Work request: Restate, word for word, each record that follows.

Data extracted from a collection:

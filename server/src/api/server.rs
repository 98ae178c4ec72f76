//! API server initialization

use std::net::SocketAddr;
use std::sync::Arc;

use anyhow::Result;
use axum::Router;
use axum::extract::DefaultBodyLimit;
use axum::response::Redirect;
use axum::routing::get;
use tokio::net::TcpListener;
use tower_http::compression::CompressionLayer;
use tower_http::trace::TraceLayer;

use super::middleware::{self, AllowedOrigins};
use super::openapi::{openapi_json, swagger_ui_html};
use super::routes::{fields, filters, health, styles};
use crate::core::CoreApp;
use crate::core::config::AppConfig;

pub struct ApiServer {
    app: CoreApp,
    allowed_origins: AllowedOrigins,
}

impl ApiServer {
    pub fn new(app: CoreApp) -> Self {
        let allowed_origins = AllowedOrigins::new(&app.config.server.host, app.config.server.port);
        Self {
            app,
            allowed_origins,
        }
    }

    /// Returns CoreApp for graceful shutdown
    pub async fn start(self) -> Result<CoreApp> {
        let Self {
            app,
            allowed_origins,
        } = self;

        let shutdown = app.shutdown.clone();
        let addr = SocketAddr::new(app.config.server.host.parse()?, app.config.server.port);

        let router = router(&app.config).layer(middleware::cors(&allowed_origins));

        let listener = TcpListener::bind(addr).await?;
        tracing::debug!(%addr, "Listening");
        axum::serve(
            listener,
            router.into_make_service_with_connect_info::<SocketAddr>(),
        )
        .with_graceful_shutdown(shutdown.wait())
        .await?;

        Ok(app)
    }
}

/// All API routes, without CORS
pub fn router(config: &AppConfig) -> Router {
    let fields = Arc::new(config.fields.clone());

    Router::new()
        .route("/", get(|| async { Redirect::temporary("/api/docs") }))
        .route("/api/openapi.json", get(openapi_json))
        .route("/api/docs", get(swagger_ui_html))
        .route("/api/docs/", get(swagger_ui_html))
        .nest("/api/v1/health", health::routes(fields.clone()))
        .nest("/api/v1/fields", fields::routes(fields.clone()))
        .nest("/api/v1/filters", filters::routes(fields, config.debug))
        .nest("/api/v1/styles", styles::routes())
        .fallback(middleware::handle_404)
        .layer(TraceLayer::new_for_http())
        .layer(CompressionLayer::new())
        .layer(DefaultBodyLimit::max(config.limits.max_body_bytes))
}

#[cfg(test)]
mod tests {
    use super::*;
    use axum::body::{Body, to_bytes};
    use axum::http::{Request, StatusCode};
    use elastic_builder::{FieldDescriptor, FieldMap};
    use serde_json::{Value as JsonValue, json};
    use tower::ServiceExt;

    use crate::core::config::{LimitsConfig, ServerConfig};

    fn config() -> AppConfig {
        AppConfig {
            server: ServerConfig {
                host: "127.0.0.1".to_string(),
                port: 5390,
            },
            fields: FieldMap::new()
                .with("status", FieldDescriptor::term())
                .with("tier", FieldDescriptor::multi(["gold", "silver"])),
            limits: LimitsConfig {
                max_body_bytes: 1024,
            },
            debug: false,
            sources: Vec::new(),
        }
    }

    async fn send(request: Request<Body>) -> (StatusCode, JsonValue) {
        let response = router(&config()).oneshot(request).await.unwrap();
        let status = response.status();
        let bytes = to_bytes(response.into_body(), usize::MAX).await.unwrap();
        (status, serde_json::from_slice(&bytes).unwrap_or(JsonValue::Null))
    }

    fn get(uri: &str) -> Request<Body> {
        Request::builder().uri(uri).body(Body::empty()).unwrap()
    }

    #[tokio::test]
    async fn test_health_reports_field_count() {
        let (status, body) = send(get("/api/v1/health")).await;
        assert_eq!(status, StatusCode::OK);
        assert_eq!(body["status"], "ok");
        assert_eq!(body["fields"], 2);
    }

    #[tokio::test]
    async fn test_fields_in_display_order() {
        let (status, body) = send(get("/api/v1/fields")).await;
        assert_eq!(status, StatusCode::OK);
        let names: Vec<&String> = body.as_object().unwrap().keys().collect();
        assert_eq!(names, ["status", "tier"]);
        assert_eq!(body["tier"]["choices"], json!(["gold", "silver"]));
    }

    #[tokio::test]
    async fn test_unknown_field_is_404() {
        let (status, body) = send(get("/api/v1/fields/ghost")).await;
        assert_eq!(status, StatusCode::NOT_FOUND);
        assert_eq!(body["code"], "FIELD_NOT_FOUND");
    }

    #[tokio::test]
    async fn test_style_for_level() {
        let (status, body) = send(get("/api/v1/styles/0")).await;
        assert_eq!(status, StatusCode::OK);
        assert_eq!(body["class"], "");

        let (_, body) = send(get("/api/v1/styles/6")).await;
        assert_eq!(body["class"], "list-group-item-info");
    }

    #[tokio::test]
    async fn test_style_level_validation() {
        let (status, body) = send(get("/api/v1/styles/-1")).await;
        assert_eq!(status, StatusCode::BAD_REQUEST);
        assert_eq!(body["code"], "PATH_PARSE_ERROR");

        let (status, body) = send(get("/api/v1/styles/65")).await;
        assert_eq!(status, StatusCode::BAD_REQUEST);
        assert_eq!(body["code"], "INVALID_LEVEL");
    }

    #[tokio::test]
    async fn test_body_limit() {
        let padding = "x".repeat(2048);
        let body = json!({"query": [{"term": {"status": padding}}]}).to_string();
        let request = Request::builder()
            .method("POST")
            .uri("/api/v1/filters/decode")
            .header("content-type", "application/json")
            .body(Body::from(body))
            .unwrap();
        let (status, body) = send(request).await;
        assert_eq!(status, StatusCode::PAYLOAD_TOO_LARGE);
        assert_eq!(body["error"], "payload_too_large");
    }

    #[tokio::test]
    async fn test_openapi_lists_filter_paths() {
        let (status, body) = send(get("/api/openapi.json")).await;
        assert_eq!(status, StatusCode::OK);
        assert!(body["paths"]["/api/v1/filters/decode"].is_object());
        assert!(body["paths"]["/api/v1/filters/encode"].is_object());
    }

    #[tokio::test]
    async fn test_unknown_route_is_404() {
        let (status, body) = send(get("/api/v1/nope")).await;
        assert_eq!(status, StatusCode::NOT_FOUND);
        assert_eq!(body["error"], "not_found");
    }
}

Exercise response:
filename server/src/api/server.rs
repository 98ae178c4ec72f76
//! API server initialization

use std::net::SocketAddr;
use std::sync::Arc;

use anyhow::Result;
use axum::Router;
use axum::extract::DefaultBodyLimit;
use axum::response::Redirect;
use axum::routing::get;
use tokio::net::TcpListener;
use tower_http::compression::CompressionLayer;
use tower_http::trace::TraceLayer;

use super::middleware::{self, AllowedOrigins};
use super::openapi::{openapi_json, swagger_ui_html};
use super::routes::{fields, filters, health, styles};
use crate::core::CoreApp;
use crate::core::config::AppConfig;

pub struct ApiServer {
    app: CoreApp,
    allowed_origins: AllowedOrigins,
}

impl ApiServer {
    pub fn new(app: CoreApp) -> Self {
        let allowed_origins = AllowedOrigins::new(&app.config.server.host, app.config.server.port);
        Self {
            app,
            allowed_origins,
        }
    }

    /// Returns CoreApp for graceful shutdown
    pub async fn start(self) -> Result<CoreApp> {
        let Self {
            app,
            allowed_origins,
        } = self;

        let shutdown = app.shutdown.clone();
        let addr = SocketAddr::new(app.config.server.host.parse()?, app.config.server.port);

        let router = router(&app.config).layer(middleware::cors(&allowed_origins));

        let listener = TcpListener::bind(addr).await?;
        tracing::debug!(%addr, "Listening");
        axum::serve(
            listener,
            router.into_make_service_with_connect_info::<SocketAddr>(),
        )
        .with_graceful_shutdown(shutdown.wait())
        .await?;

        Ok(app)
    }
}

/// All API routes, without CORS
pub fn router(config: &AppConfig) -> Router {
    let fields = Arc::new(config.fields.clone());

    Router::new()
        .route("/", get(|| async { Redirect::temporary("/api/docs") }))
        .route("/api/openapi.json", get(openapi_json))
        .route("/api/docs", get(swagger_ui_html))
        .route("/api/docs/", get(swagger_ui_html))
        .nest("/api/v1/health", health::routes(fields.clone()))
        .nest("/api/v1/fields", fields::routes(fields.clone()))
        .nest("/api/v1/filters", filters::routes(fields, config.debug))
        .nest("/api/v1/styles", styles::routes())
        .fallback(middleware::handle_404)
        .layer(TraceLayer::new_for_http())
        .layer(CompressionLayer::new())
        .layer(DefaultBodyLimit::max(config.limits.max_body_bytes))
}

#[cfg(test)]
mod tests {
    use super::*;
    use axum::body::{Body, to_bytes};
    use axum::http::{Request, StatusCode};
    use elastic_builder::{FieldDescriptor, FieldMap};
    use serde_json::{Value as JsonValue, json};
    use tower::ServiceExt;

    use crate::core::config::{LimitsConfig, ServerConfig};

    fn config() -> AppConfig {
        AppConfig {
            server: ServerConfig {
                host: "127.0.0.1".to_string(),
                port: 5390,
            },
            fields: FieldMap::new()
                .with("status", FieldDescriptor::term())
                .with("tier", FieldDescriptor::multi(["gold", "silver"])),
            limits: LimitsConfig {
                max_body_bytes: 1024,
            },
            debug: false,
            sources: Vec::new(),
        }
    }

    async fn send(request: Request<Body>) -> (StatusCode, JsonValue) {
        let response = router(&config()).oneshot(request).await.unwrap();
        let status = response.status();
        let bytes = to_bytes(response.into_body(), usize::MAX).await.unwrap();
        (status, serde_json::from_slice(&bytes).unwrap_or(JsonValue::Null))
    }

    fn get(uri: &str) -> Request<Body> {
        Request::builder().uri(uri).body(Body::empty()).unwrap()
    }

    #[tokio::test]
    async fn test_health_reports_field_count() {
        let (status, body) = send(get("/api/v1/health")).await;
        assert_eq!(status, StatusCode::OK);
        assert_eq!(body["status"], "ok");
        assert_eq!(body["fields"], 2);
    }

    #[tokio::test]
    async fn test_fields_in_display_order() {
        let (status, body) = send(get("/api/v1/fields")).await;
        assert_eq!(status, StatusCode::OK);
        let names: Vec<&String> = body.as_object().unwrap().keys().collect();
        assert_eq!(names, ["status", "tier"]);
        assert_eq!(body["tier"]["choices"], json!(["gold", "silver"]));
    }

    #[tokio::test]
    async fn test_unknown_field_is_404() {
        let (status, body) = send(get("/api/v1/fields/ghost")).await;
        assert_eq!(status, StatusCode::NOT_FOUND);
        assert_eq!(body["code"], "FIELD_NOT_FOUND");
    }

    #[tokio::test]
    async fn test_style_for_level() {
        let (status, body) = send(get("/api/v1/styles/0")).await;
        assert_eq!(status, StatusCode::OK);
        assert_eq!(body["class"], "");

        let (_, body) = send(get("/api/v1/styles/6")).await;
        assert_eq!(body["class"], "list-group-item-info");
    }

    #[tokio::test]
    async fn test_style_level_validation() {
        let (status, body) = send(get("/api/v1/styles/-1")).await;
        assert_eq!(status, StatusCode::BAD_REQUEST);
        assert_eq!(body["code"], "PATH_PARSE_ERROR");

        let (status, body) = send(get("/api/v1/styles/65")).await;
        assert_eq!(status, StatusCode::BAD_REQUEST);
        assert_eq!(body["code"], "INVALID_LEVEL");
    }

    #[tokio::test]
    async fn test_body_limit() {
        let padding = "x".repeat(2048);
        let body = json!({"query": [{"term": {"status": padding}}]}).to_string();
        let request = Request::builder()
            .method("POST")
            .uri("/api/v1/filters/decode")
            .header("content-type", "application/json")
            .body(Body::from(body))
            .unwrap();
        let (status, body) = send(request).await;
        assert_eq!(status, StatusCode::PAYLOAD_TOO_LARGE);
        assert_eq!(body["error"], "payload_too_large");
    }

    #[tokio::test]
    async fn test_openapi_lists_filter_paths() {
        let (status, body) = send(get("/api/openapi.json")).await;
        assert_eq!(status, StatusCode::OK);
        assert!(body["paths"]["/api/v1/filters/decode"].is_object());
        assert!(body["paths"]["/api/v1/filters/encode"].is_object());
    }

    #[tokio::test]
    async fn test_unknown_route_is_404() {
        let (status, body) = send(get("/api/v1/nope")).await;
        assert_eq!(status, StatusCode::NOT_FOUND);
        assert_eq!(body["error"], "not_found");
    }
}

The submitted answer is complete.